## [TASK OBJECTIVE]
Each line of the records is to be copied verbatim.

Saved entries:
###

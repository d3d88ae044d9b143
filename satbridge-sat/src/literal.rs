//! Variables, literals and three-valued assignments.

use std::fmt;
use std::ops::Not;

/// A Boolean variable identifier.
#[derive(Debug, Clone, Copy, PartialEq, Eq, PartialOrd, Ord, Hash)]
pub struct Var(pub u32);

impl Var {
    /// Sentinel for "no variable".
    pub const NULL: Var = Var(u32::MAX >> 1);

    /// Create a variable from its index.
    #[must_use]
    pub const fn new(index: u32) -> Self {
        Self(index)
    }

    /// Index of this variable.
    #[must_use]
    pub const fn index(self) -> usize {
        self.0 as usize
    }
}

impl fmt::Display for Var {
    fn fmt(&self, f: &mut fmt::Formatter<'_>) -> fmt::Result {
        write!(f, "{}", self.0)
    }
}

/// A literal (signed Boolean variable).
///
/// Encoded as `var << 1 | sign`, so the two literals of a variable have
/// adjacent codes and negation is a single bit flip.
#[derive(Debug, Clone, Copy, PartialEq, Eq, PartialOrd, Ord, Hash)]
pub struct Lit(u32);

impl Lit {
    /// Sentinel literal used on error paths.
    pub const NULL: Lit = Lit::pos(Var::NULL);

    /// Create a literal from a variable and a sign (`true` means negated).
    #[must_use]
    pub const fn new(var: Var, negated: bool) -> Self {
        Self((var.0 << 1) | negated as u32)
    }

    /// Create a positive literal from a variable.
    #[must_use]
    pub const fn pos(var: Var) -> Self {
        Self(var.0 << 1)
    }

    /// Create a negative literal from a variable.
    #[must_use]
    pub const fn neg(var: Var) -> Self {
        Self((var.0 << 1) | 1)
    }

    /// Get the variable of this literal.
    #[must_use]
    pub const fn var(self) -> Var {
        Var(self.0 >> 1)
    }

    /// Check if this literal is positive.
    #[must_use]
    pub const fn is_pos(self) -> bool {
        (self.0 & 1) == 0
    }

    /// Check if this literal is negative.
    #[must_use]
    pub const fn is_neg(self) -> bool {
        (self.0 & 1) != 0
    }

    /// Get the negation of this literal.
    #[must_use]
    pub const fn negate(self) -> Self {
        Self(self.0 ^ 1)
    }

    /// Dense code, usable as an index into per-literal tables.
    #[must_use]
    pub const fn code(self) -> usize {
        self.0 as usize
    }

    /// Rebuild a literal from its code.
    #[must_use]
    pub const fn from_code(code: u32) -> Self {
        Self(code)
    }

    /// Check whether this is the null sentinel.
    #[must_use]
    pub const fn is_null(self) -> bool {
        self.0 == Lit::NULL.0
    }
}

impl Not for Lit {
    type Output = Lit;

    fn not(self) -> Lit {
        self.negate()
    }
}

impl fmt::Display for Lit {
    fn fmt(&self, f: &mut fmt::Formatter<'_>) -> fmt::Result {
        if self.is_null() {
            write!(f, "null")
        } else if self.is_pos() {
            write!(f, "{}", self.var())
        } else {
            write!(f, "-{}", self.var())
        }
    }
}

/// Three-valued Boolean.
#[derive(Debug, Clone, Copy, PartialEq, Eq, Hash, Default)]
pub enum LBool {
    /// Assigned true
    True,
    /// Assigned false
    False,
    /// Unassigned
    #[default]
    Undef,
}

impl LBool {
    /// Lift a Boolean.
    #[must_use]
    pub const fn from_bool(b: bool) -> Self {
        if b { LBool::True } else { LBool::False }
    }

    /// Check for `True`.
    #[must_use]
    pub const fn is_true(self) -> bool {
        matches!(self, LBool::True)
    }

    /// Check for `False`.
    #[must_use]
    pub const fn is_false(self) -> bool {
        matches!(self, LBool::False)
    }

    /// Check for `Undef`.
    #[must_use]
    pub const fn is_undef(self) -> bool {
        matches!(self, LBool::Undef)
    }

    /// `Some(bool)` if assigned.
    #[must_use]
    pub const fn to_bool(self) -> Option<bool> {
        match self {
            LBool::True => Some(true),
            LBool::False => Some(false),
            LBool::Undef => None,
        }
    }
}

impl Not for LBool {
    type Output = LBool;

    fn not(self) -> LBool {
        match self {
            LBool::True => LBool::False,
            LBool::False => LBool::True,
            LBool::Undef => LBool::Undef,
        }
    }
}

/// Value of a literal under a variable assignment.
#[must_use]
pub fn lit_value(assignment: &[LBool], lit: Lit) -> LBool {
    let value = assignment
        .get(lit.var().index())
        .copied()
        .unwrap_or(LBool::Undef);
    if lit.is_neg() { !value } else { value }
}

###

## [RESPONSE]
repository d3d88ae044d9b143
filename satbridge-sat/src/literal.rs
//! Variables, literals and three-valued assignments.

use std::fmt;
use std::ops::Not;

/// A Boolean variable identifier.
#[derive(Debug, Clone, Copy, PartialEq, Eq, PartialOrd, Ord, Hash)]
pub struct Var(pub u32);

impl Var {
    /// Sentinel for "no variable".
    pub const NULL: Var = Var(u32::MAX >> 1);

    /// Create a variable from its index.
    #[must_use]
    pub const fn new(index: u32) -> Self {
        Self(index)
    }

    /// Index of this variable.
    #[must_use]
    pub const fn index(self) -> usize {
        self.0 as usize
    }
}

impl fmt::Display for Var {
    fn fmt(&self, f: &mut fmt::Formatter<'_>) -> fmt::Result {
        write!(f, "{}", self.0)
    }
}

/// A literal (signed Boolean variable).
///
/// Encoded as `var << 1 | sign`, so the two literals of a variable have
/// adjacent codes and negation is a single bit flip.
#[derive(Debug, Clone, Copy, PartialEq, Eq, PartialOrd, Ord, Hash)]
pub struct Lit(u32);

impl Lit {
    /// Sentinel literal used on error paths.
    pub const NULL: Lit = Lit::pos(Var::NULL);

    /// Create a literal from a variable and a sign (`true` means negated).
    #[must_use]
    pub const fn new(var: Var, negated: bool) -> Self {
        Self((var.0 << 1) | negated as u32)
    }

    /// Create a positive literal from a variable.
    #[must_use]
    pub const fn pos(var: Var) -> Self {
        Self(var.0 << 1)
    }

    /// Create a negative literal from a variable.
    #[must_use]
    pub const fn neg(var: Var) -> Self {
        Self((var.0 << 1) | 1)
    }

    /// Get the variable of this literal.
    #[must_use]
    pub const fn var(self) -> Var {
        Var(self.0 >> 1)
    }

    /// Check if this literal is positive.
    #[must_use]
    pub const fn is_pos(self) -> bool {
        (self.0 & 1) == 0
    }

    /// Check if this literal is negative.
    #[must_use]
    pub const fn is_neg(self) -> bool {
        (self.0 & 1) != 0
    }

    /// Get the negation of this literal.
    #[must_use]
    pub const fn negate(self) -> Self {
        Self(self.0 ^ 1)
    }

    /// Dense code, usable as an index into per-literal tables.
    #[must_use]
    pub const fn code(self) -> usize {
        self.0 as usize
    }

    /// Rebuild a literal from its code.
    #[must_use]
    pub const fn from_code(code: u32) -> Self {
        Self(code)
    }

    /// Check whether this is the null sentinel.
    #[must_use]
    pub const fn is_null(self) -> bool {
        self.0 == Lit::NULL.0
    }
}

impl Not for Lit {
    type Output = Lit;

    fn not(self) -> Lit {
        self.negate()
    }
}

impl fmt::Display for Lit {
    fn fmt(&self, f: &mut fmt::Formatter<'_>) -> fmt::Result {
        if self.is_null() {
            write!(f, "null")
        } else if self.is_pos() {
            write!(f, "{}", self.var())
        } else {
            write!(f, "-{}", self.var())
        }
    }
}

/// Three-valued Boolean.
#[derive(Debug, Clone, Copy, PartialEq, Eq, Hash, Default)]
pub enum LBool {
    /// Assigned true
    True,
    /// Assigned false
    False,
    /// Unassigned
    #[default]
    Undef,
}

impl LBool {
    /// Lift a Boolean.
    #[must_use]
    pub const fn from_bool(b: bool) -> Self {
        if b { LBool::True } else { LBool::False }
    }

    /// Check for `True`.
    #[must_use]
    pub const fn is_true(self) -> bool {
        matches!(self, LBool::True)
    }

    /// Check for `False`.
    #[must_use]
    pub const fn is_false(self) -> bool {
        matches!(self, LBool::False)
    }

    /// Check for `Undef`.
    #[must_use]
    pub const fn is_undef(self) -> bool {
        matches!(self, LBool::Undef)
    }

    /// `Some(bool)` if assigned.
    #[must_use]
    pub const fn to_bool(self) -> Option<bool> {
        match self {
            LBool::True => Some(true),
            LBool::False => Some(false),
            LBool::Undef => None,
        }
    }
}

impl Not for LBool {
    type Output = LBool;

    fn not(self) -> LBool {
        match self {
            LBool::True => LBool::False,
            LBool::False => LBool::True,
            LBool::Undef => LBool::Undef,
        }
    }
}

/// Value of a literal under a variable assignment.
#[must_use]
pub fn lit_value(assignment: &[LBool], lit: Lit) -> LBool {
    let value = assignment
        .get(lit.var().index())
        .copied()
        .unwrap_or(LBool::Undef);
    if lit.is_neg() { !value } else { value }
}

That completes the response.